(Stored dataset items)
--
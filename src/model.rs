use chrono::{DateTime, SecondsFormat, Utc};
use serde::{Deserialize, Serialize};
use url::Url;

pub type CameraId = u64;
pub type Timestamp = DateTime<Utc>;

/// Canonical wire form of a timestamp: RFC 3339, `Z` suffix, fractional
/// seconds only when present.
pub fn format_timestamp(ts: &Timestamp) -> String {
    ts.to_rfc3339_opts(SecondsFormat::AutoSi, true)
}

pub fn parse_timestamp(s: &str) -> Result<Timestamp, chrono::ParseError> {
    DateTime::parse_from_rfc3339(s).map(|dt| dt.with_timezone(&Utc))
}

#[derive(Debug, Clone, PartialEq, Serialize, Deserialize)]
pub struct Session {
    pub token: String,
}

#[derive(Debug, Clone, PartialEq, Serialize, Deserialize)]
pub struct Owner {
    pub email: String,
    pub first_name: String,
    pub last_name: String,
}

impl Owner {
    pub fn full_name(&self) -> String {
        format!("{} {}", self.first_name, self.last_name)
    }
}

#[derive(Debug, Clone, PartialEq, Eq, Serialize, Deserialize)]
#[serde(from = "String", into = "String")]
pub enum StreamFormat {
    Mp4,
    Mjpeg,
    Hls,
    Other(String),
}

impl From<String> for StreamFormat {
    fn from(s: String) -> Self {
        match s.as_str() {
            "mp4" => StreamFormat::Mp4,
            "mjpeg" => StreamFormat::Mjpeg,
            "hls" => StreamFormat::Hls,
            _ => StreamFormat::Other(s),
        }
    }
}

impl From<StreamFormat> for String {
    fn from(f: StreamFormat) -> Self {
        match f {
            StreamFormat::Mp4 => "mp4".to_string(),
            StreamFormat::Mjpeg => "mjpeg".to_string(),
            StreamFormat::Hls => "hls".to_string(),
            StreamFormat::Other(s) => s,
        }
    }
}

#[derive(Debug, Clone, PartialEq, Serialize, Deserialize)]
pub struct Stream {
    pub url: String,
    pub format: StreamFormat,
}

#[derive(Debug, Clone, PartialEq, Serialize, Deserialize)]
pub struct Snapshot {
    pub url: String,
    pub created_at: Timestamp,
}

#[derive(Debug, Clone, PartialEq, Serialize, Deserialize)]
pub struct Camera {
    pub id: CameraId,
    pub name: String,
    pub owner: Owner,
    #[serde(default)]
    pub streams: Vec<Stream>,
    #[serde(default, rename = "type")]
    pub kind: Option<String>,
    #[serde(default)]
    pub status: Option<String>,
    #[serde(default)]
    pub live_snapshot: Option<String>,
    #[serde(default)]
    pub snapshot: Option<Snapshot>,
    #[serde(default)]
    pub has_recording: bool,
    #[serde(default)]
    pub has_notifications: bool,
    #[serde(default)]
    pub audio_enabled: bool,
    #[serde(default)]
    pub low_latency_enabled: bool,
}

/// One page of `GET /api/cameras/`
#[derive(Debug, Clone, PartialEq, Serialize, Deserialize)]
pub struct CameraPage {
    pub count: u64,
    #[serde(default)]
    pub next: Option<String>,
    #[serde(default)]
    pub previous: Option<String>,
    #[serde(default)]
    pub results: Vec<Camera>,
}

#[derive(Debug, Clone, PartialEq, Serialize, Deserialize)]
pub struct RecordingInfo {
    pub status: String,
    pub retention: String,
    pub recording_start: Timestamp,
    pub recording_end: Timestamp,
    #[serde(default)]
    pub deactivated_at: Option<Timestamp>,
}

#[derive(Debug, Clone, Copy, PartialEq, Eq, Serialize, Deserialize)]
pub struct TimelineSegment {
    pub start: Timestamp,
    pub end: Timestamp,
}

#[derive(Debug, Clone, PartialEq, Serialize, Deserialize)]
pub struct Timeline {
    #[serde(default)]
    pub start: Option<Timestamp>,
    #[serde(default)]
    pub end: Option<Timestamp>,
    pub segments: Vec<TimelineSegment>,
}

#[derive(Debug, Clone, PartialEq, Serialize, Deserialize)]
pub struct StreamControls {
    pub base_url: String,
    pub play: String,
    pub pause: String,
    pub speed: String,
}

/// The recording stream the API proxies play, pause and speed requests to.
#[derive(Debug, Clone, PartialEq, Eq, Serialize, Deserialize)]
pub struct StreamTarget {
    pub domain: String,
    pub stream_id: String,
}

impl StreamControls {
    /// `base_url` has the shape `https://<domain>/recording/streams/<id>/`.
    pub fn target(&self) -> Option<StreamTarget> {
        let url = Url::parse(&self.base_url).ok()?;
        let host = url.host_str()?;
        let domain = match url.port() {
            Some(port) => format!("{host}:{port}"),
            None => host.to_string(),
        };
        let mut segments = url.path_segments()?.filter(|s| !s.is_empty());
        segments.find(|s| *s == "streams")?;
        let stream_id = segments.next()?;
        Some(StreamTarget {
            domain,
            stream_id: stream_id.to_string(),
        })
    }
}

/// Body of the recording stream endpoint
#[derive(Debug, Clone, PartialEq, Serialize, Deserialize)]
pub struct StreamResolution {
    #[serde(default)]
    pub url: Option<String>,
    #[serde(default)]
    pub format: Option<String>,
    #[serde(default)]
    pub stream_info: Option<String>,
    #[serde(default)]
    pub stream_controls: Option<StreamControls>,
}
--
What is being asked
A verbatim copy of all the entries is the expected result.

Written response
filename src/model.rs
use chrono::{DateTime, SecondsFormat, Utc};
use serde::{Deserialize, Serialize};
use url::Url;

pub type CameraId = u64;
pub type Timestamp = DateTime<Utc>;

/// Canonical wire form of a timestamp: RFC 3339, `Z` suffix, fractional
/// seconds only when present.
pub fn format_timestamp(ts: &Timestamp) -> String {
    ts.to_rfc3339_opts(SecondsFormat::AutoSi, true)
}

pub fn parse_timestamp(s: &str) -> Result<Timestamp, chrono::ParseError> {
    DateTime::parse_from_rfc3339(s).map(|dt| dt.with_timezone(&Utc))
}

#[derive(Debug, Clone, PartialEq, Serialize, Deserialize)]
pub struct Session {
    pub token: String,
}

#[derive(Debug, Clone, PartialEq, Serialize, Deserialize)]
pub struct Owner {
    pub email: String,
    pub first_name: String,
    pub last_name: String,
}

impl Owner {
    pub fn full_name(&self) -> String {
        format!("{} {}", self.first_name, self.last_name)
    }
}

#[derive(Debug, Clone, PartialEq, Eq, Serialize, Deserialize)]
#[serde(from = "String", into = "String")]
pub enum StreamFormat {
    Mp4,
    Mjpeg,
    Hls,
    Other(String),
}

impl From<String> for StreamFormat {
    fn from(s: String) -> Self {
        match s.as_str() {
            "mp4" => StreamFormat::Mp4,
            "mjpeg" => StreamFormat::Mjpeg,
            "hls" => StreamFormat::Hls,
            _ => StreamFormat::Other(s),
        }
    }
}

impl From<StreamFormat> for String {
    fn from(f: StreamFormat) -> Self {
        match f {
            StreamFormat::Mp4 => "mp4".to_string(),
            StreamFormat::Mjpeg => "mjpeg".to_string(),
            StreamFormat::Hls => "hls".to_string(),
            StreamFormat::Other(s) => s,
        }
    }
}

#[derive(Debug, Clone, PartialEq, Serialize, Deserialize)]
pub struct Stream {
    pub url: String,
    pub format: StreamFormat,
}

#[derive(Debug, Clone, PartialEq, Serialize, Deserialize)]
pub struct Snapshot {
    pub url: String,
    pub created_at: Timestamp,
}

#[derive(Debug, Clone, PartialEq, Serialize, Deserialize)]
pub struct Camera {
    pub id: CameraId,
    pub name: String,
    pub owner: Owner,
    #[serde(default)]
    pub streams: Vec<Stream>,
    #[serde(default, rename = "type")]
    pub kind: Option<String>,
    #[serde(default)]
    pub status: Option<String>,
    #[serde(default)]
    pub live_snapshot: Option<String>,
    #[serde(default)]
    pub snapshot: Option<Snapshot>,
    #[serde(default)]
    pub has_recording: bool,
    #[serde(default)]
    pub has_notifications: bool,
    #[serde(default)]
    pub audio_enabled: bool,
    #[serde(default)]
    pub low_latency_enabled: bool,
}

/// One page of `GET /api/cameras/`
#[derive(Debug, Clone, PartialEq, Serialize, Deserialize)]
pub struct CameraPage {
    pub count: u64,
    #[serde(default)]
    pub next: Option<String>,
    #[serde(default)]
    pub previous: Option<String>,
    #[serde(default)]
    pub results: Vec<Camera>,
}

#[derive(Debug, Clone, PartialEq, Serialize, Deserialize)]
pub struct RecordingInfo {
    pub status: String,
    pub retention: String,
    pub recording_start: Timestamp,
    pub recording_end: Timestamp,
    #[serde(default)]
    pub deactivated_at: Option<Timestamp>,
}

#[derive(Debug, Clone, Copy, PartialEq, Eq, Serialize, Deserialize)]
pub struct TimelineSegment {
    pub start: Timestamp,
    pub end: Timestamp,
}

#[derive(Debug, Clone, PartialEq, Serialize, Deserialize)]
pub struct Timeline {
    #[serde(default)]
    pub start: Option<Timestamp>,
    #[serde(default)]
    pub end: Option<Timestamp>,
    pub segments: Vec<TimelineSegment>,
}

#[derive(Debug, Clone, PartialEq, Serialize, Deserialize)]
pub struct StreamControls {
    pub base_url: String,
    pub play: String,
    pub pause: String,
    pub speed: String,
}

/// The recording stream the API proxies play, pause and speed requests to.
#[derive(Debug, Clone, PartialEq, Eq, Serialize, Deserialize)]
pub struct StreamTarget {
    pub domain: String,
    pub stream_id: String,
}

impl StreamControls {
    /// `base_url` has the shape `https://<domain>/recording/streams/<id>/`.
    pub fn target(&self) -> Option<StreamTarget> {
        let url = Url::parse(&self.base_url).ok()?;
        let host = url.host_str()?;
        let domain = match url.port() {
            Some(port) => format!("{host}:{port}"),
            None => host.to_string(),
        };
        let mut segments = url.path_segments()?.filter(|s| !s.is_empty());
        segments.find(|s| *s == "streams")?;
        let stream_id = segments.next()?;
        Some(StreamTarget {
            domain,
            stream_id: stream_id.to_string(),
        })
    }
}

/// Body of the recording stream endpoint
#[derive(Debug, Clone, PartialEq, Serialize, Deserialize)]
pub struct StreamResolution {
    #[serde(default)]
    pub url: Option<String>,
    #[serde(default)]
    pub format: Option<String>,
    #[serde(default)]
    pub stream_info: Option<String>,
    #[serde(default)]
    pub stream_controls: Option<StreamControls>,
}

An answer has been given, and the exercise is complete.